Each line that includes the word "forget" should be copied from the records.

════

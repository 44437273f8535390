//! In-process [`Backend`] implementation backed by [`DashMap`].
//!
//! Mirrors the Redis data model (one typed structure per key, empty hashes
//! and sorted sets disappear) closely enough to stand in for a live server
//! in tests and in single-process deployments. Each call holds the key's
//! shard lock for its whole duration, which makes every call, including
//! [`Backend::commit_if_unchanged`], atomic per key.
//!
//! Expiry follows Redis: a deadline is checked lazily whenever its key is
//! touched, overwriting a scalar clears it, and field or member writes keep
//! it.

use std::collections::BTreeMap;
use std::sync::atomic::{AtomicBool, Ordering};
use std::time::SystemTime;

use async_trait::async_trait;
use dashmap::mapref::entry::Entry;
use dashmap::DashMap;
use kvtx_core::overlay::{
    apply_field_ops, apply_zset_ops, rank_window, rev_range_by_score, sorted_members,
};
use kvtx_core::{Result, ScoredMember, StoreError};

use super::{Backend, ConditionalWrite};

/// Structure stored under one key.
#[derive(Debug, Clone, PartialEq)]
enum Slot {
    Value(Vec<u8>),
    Hash(BTreeMap<String, Vec<u8>>),
    SortedSet(BTreeMap<Vec<u8>, f64>),
}

impl Slot {
    fn is_empty(&self) -> bool {
        match self {
            Self::Value(_) => false,
            Self::Hash(fields) => fields.is_empty(),
            Self::SortedSet(members) => members.is_empty(),
        }
    }
}

fn wrong_type(key: &str) -> StoreError {
    StoreError::Backend(format!(
        "WRONGTYPE operation against key `{key}` holding the wrong kind of value"
    ))
}

/// In-memory backend for concurrent access without a server.
pub struct MemoryBackend {
    entries: DashMap<String, Slot>,
    deadlines: DashMap<String, SystemTime>,
    closed: AtomicBool,
}

impl MemoryBackend {
    /// Creates a new, empty `MemoryBackend`.
    #[must_use]
    pub fn new() -> Self {
        Self {
            entries: DashMap::new(),
            deadlines: DashMap::new(),
            closed: AtomicBool::new(false),
        }
    }

    /// Number of keys currently present. Expired keys not yet touched
    /// since their deadline still count.
    #[must_use]
    pub fn key_count(&self) -> usize {
        self.entries.len()
    }

    /// Fails once closed, otherwise drops `key` if its deadline has passed.
    fn open_key(&self, key: &str) -> Result<()> {
        if self.closed.load(Ordering::Acquire) {
            return Err(StoreError::BackendUnavailable("connection closed".to_string()));
        }
        let expired = self
            .deadlines
            .get(key)
            .is_some_and(|at| *at <= SystemTime::now());
        if expired {
            self.deadlines.remove(key);
            self.entries.remove(key);
        }
        Ok(())
    }

    /// Removes `key` along with its deadline.
    fn forget(&self, key: &str) {
        self.entries.remove(key);
        self.deadlines.remove(key);
    }

    fn sorted(&self, key: &str) -> Result<Vec<ScoredMember>> {
        match self.entries.get(key).as_deref() {
            None => Ok(Vec::new()),
            Some(Slot::SortedSet(members)) => Ok(sorted_members(
                members.iter().map(|(m, s)| (m.clone(), *s)),
            )),
            Some(_) => Err(wrong_type(key)),
        }
    }
}

impl Default for MemoryBackend {
    fn default() -> Self {
        Self::new()
    }
}

/// Whether `current` still equals the snapshot carried by `write`.
fn snapshot_matches(key: &str, current: Option<&Slot>, write: &ConditionalWrite) -> Result<bool> {
    let matches = match (write, current) {
        (ConditionalWrite::Value { expected, .. }, None) => expected.is_none(),
        (ConditionalWrite::Value { expected, .. }, Some(Slot::Value(value))) => {
            expected.as_deref() == Some(value.as_slice())
        }
        (ConditionalWrite::Hash { expected, .. }, None) => expected.is_empty(),
        (ConditionalWrite::Hash { expected, .. }, Some(Slot::Hash(fields))) => expected == fields,
        (ConditionalWrite::SortedSet { expected, .. }, None) => expected.is_empty(),
        (ConditionalWrite::SortedSet { expected, .. }, Some(Slot::SortedSet(members))) => {
            expected.len() == members.len()
                && expected.iter().all(|m| {
                    members
                        .get(&m.member)
                        .is_some_and(|score| score.to_bits() == m.score.to_bits())
                })
        }
        (_, Some(_)) => return Err(wrong_type(key)),
    };
    Ok(matches)
}

/// Applies the writes of `write` on top of `current`. `None` means the key
/// ends up absent.
fn apply_write(current: Option<Slot>, write: &ConditionalWrite) -> Option<Slot> {
    let next = match write {
        ConditionalWrite::Value { value, .. } => Slot::Value(value.clone()),
        ConditionalWrite::Hash { ops, .. } => {
            let mut fields = match current {
                Some(Slot::Hash(fields)) => fields,
                _ => BTreeMap::new(),
            };
            apply_field_ops(&mut fields, ops.iter().cloned());
            Slot::Hash(fields)
        }
        ConditionalWrite::SortedSet { ops, .. } => {
            let mut members = match current {
                Some(Slot::SortedSet(members)) => members,
                _ => BTreeMap::new(),
            };
            apply_zset_ops(&mut members, ops);
            Slot::SortedSet(members)
        }
    };
    (!next.is_empty()).then_some(next)
}

#[async_trait]
impl Backend for MemoryBackend {
    async fn get(&self, key: &str) -> Result<Option<Vec<u8>>> {
        self.open_key(key)?;
        match self.entries.get(key).as_deref() {
            None => Ok(None),
            Some(Slot::Value(value)) => Ok(Some(value.clone())),
            Some(_) => Err(wrong_type(key)),
        }
    }

    async fn set(&self, key: &str, value: &[u8]) -> Result<()> {
        self.open_key(key)?;
        self.entries.insert(key.to_string(), Slot::Value(value.to_vec()));
        self.deadlines.remove(key);
        Ok(())
    }

    async fn del(&self, key: &str) -> Result<()> {
        self.open_key(key)?;
        self.forget(key);
        Ok(())
    }

    async fn hget(&self, key: &str, field: &str) -> Result<Option<Vec<u8>>> {
        self.open_key(key)?;
        match self.entries.get(key).as_deref() {
            None => Ok(None),
            Some(Slot::Hash(fields)) => Ok(fields.get(field).cloned()),
            Some(_) => Err(wrong_type(key)),
        }
    }

    async fn hget_all(&self, key: &str) -> Result<BTreeMap<String, Vec<u8>>> {
        self.open_key(key)?;
        match self.entries.get(key).as_deref() {
            None => Ok(BTreeMap::new()),
            Some(Slot::Hash(fields)) => Ok(fields.clone()),
            Some(_) => Err(wrong_type(key)),
        }
    }

    async fn hset(&self, key: &str, field: &str, value: &[u8]) -> Result<()> {
        self.open_key(key)?;
        let mut slot = self
            .entries
            .entry(key.to_string())
            .or_insert_with(|| Slot::Hash(BTreeMap::new()));
        match slot.value_mut() {
            Slot::Hash(fields) => {
                fields.insert(field.to_string(), value.to_vec());
                Ok(())
            }
            _ => Err(wrong_type(key)),
        }
    }

    async fn hdel(&self, key: &str, fields: &[&str]) -> Result<()> {
        self.open_key(key)?;
        if let Entry::Occupied(mut occupied) = self.entries.entry(key.to_string()) {
            let Slot::Hash(map) = occupied.get_mut() else {
                return Err(wrong_type(key));
            };
            for field in fields {
                map.remove(*field);
            }
            if map.is_empty() {
                occupied.remove();
                self.deadlines.remove(key);
            }
        }
        Ok(())
    }

    async fn zadd(&self, key: &str, member: &[u8], score: f64) -> Result<()> {
        self.open_key(key)?;
        let mut slot = self
            .entries
            .entry(key.to_string())
            .or_insert_with(|| Slot::SortedSet(BTreeMap::new()));
        match slot.value_mut() {
            Slot::SortedSet(members) => {
                members.insert(member.to_vec(), score);
                Ok(())
            }
            _ => Err(wrong_type(key)),
        }
    }

    async fn zrem(&self, key: &str, member: &[u8]) -> Result<()> {
        self.open_key(key)?;
        if let Entry::Occupied(mut occupied) = self.entries.entry(key.to_string()) {
            let Slot::SortedSet(members) = occupied.get_mut() else {
                return Err(wrong_type(key));
            };
            members.remove(member);
            if members.is_empty() {
                occupied.remove();
                self.deadlines.remove(key);
            }
        }
        Ok(())
    }

    async fn zrange_with_scores(
        &self,
        key: &str,
        start: i64,
        stop: i64,
    ) -> Result<Vec<ScoredMember>> {
        self.open_key(key)?;
        let sorted = self.sorted(key)?;
        Ok(match rank_window(sorted.len(), start, stop) {
            Some(range) => sorted[range].to_vec(),
            None => Vec::new(),
        })
    }

    async fn zrev_range_by_score(
        &self,
        key: &str,
        max: f64,
        min: f64,
        offset: i64,
        count: i64,
    ) -> Result<Vec<ScoredMember>> {
        self.open_key(key)?;
        let sorted = self.sorted(key)?;
        Ok(rev_range_by_score(&sorted, max, min, offset, count))
    }

    async fn zcard(&self, key: &str) -> Result<u64> {
        self.open_key(key)?;
        match self.entries.get(key).as_deref() {
            None => Ok(0),
            Some(Slot::SortedSet(members)) => Ok(members.len() as u64),
            Some(_) => Err(wrong_type(key)),
        }
    }

    async fn zrem_range_by_rank(&self, key: &str, start: i64, stop: i64) -> Result<()> {
        self.open_key(key)?;
        if let Entry::Occupied(mut occupied) = self.entries.entry(key.to_string()) {
            let Slot::SortedSet(members) = occupied.get_mut() else {
                return Err(wrong_type(key));
            };
            let sorted = sorted_members(members.iter().map(|(m, s)| (m.clone(), *s)));
            if let Some(range) = rank_window(sorted.len(), start, stop) {
                for doomed in &sorted[range] {
                    members.remove(&doomed.member);
                }
            }
            if members.is_empty() {
                occupied.remove();
                self.deadlines.remove(key);
            }
        }
        Ok(())
    }

    async fn commit_if_unchanged(&self, key: &str, write: &ConditionalWrite) -> Result<bool> {
        self.open_key(key)?;
        let entry = self.entries.entry(key.to_string());
        let current = match &entry {
            Entry::Occupied(occupied) => Some(occupied.get().clone()),
            Entry::Vacant(_) => None,
        };
        if !snapshot_matches(key, current.as_ref(), write)? {
            return Ok(false);
        }
        match (entry, apply_write(current, write)) {
            (Entry::Occupied(mut occupied), Some(next)) => {
                occupied.insert(next);
            }
            (Entry::Occupied(occupied), None) => {
                occupied.remove();
                self.deadlines.remove(key);
            }
            (Entry::Vacant(vacant), Some(next)) => {
                vacant.insert(next);
            }
            (Entry::Vacant(_), None) => {}
        }
        // A scalar commit is a plain SET on Redis, which drops the TTL.
        if matches!(write, ConditionalWrite::Value { .. }) {
            self.deadlines.remove(key);
        }
        Ok(true)
    }

    async fn expire_at(&self, key: &str, at: SystemTime) -> Result<bool> {
        self.open_key(key)?;
        if !self.entries.contains_key(key) {
            return Ok(false);
        }
        if at <= SystemTime::now() {
            self.forget(key);
        } else {
            self.deadlines.insert(key.to_string(), at);
        }
        Ok(true)
    }

    async fn ping(&self) -> Result<()> {
        if self.closed.load(Ordering::Acquire) {
            return Err(StoreError::BackendUnavailable("connection closed".to_string()));
        }
        Ok(())
    }

    async fn close(&self) -> Result<()> {
        self.closed.store(true, Ordering::Release);
        Ok(())
    }
}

════

▶ **Written solution**:
    fn forget(&self, key: &str) {
        self.forget(key);
            self.forget(key);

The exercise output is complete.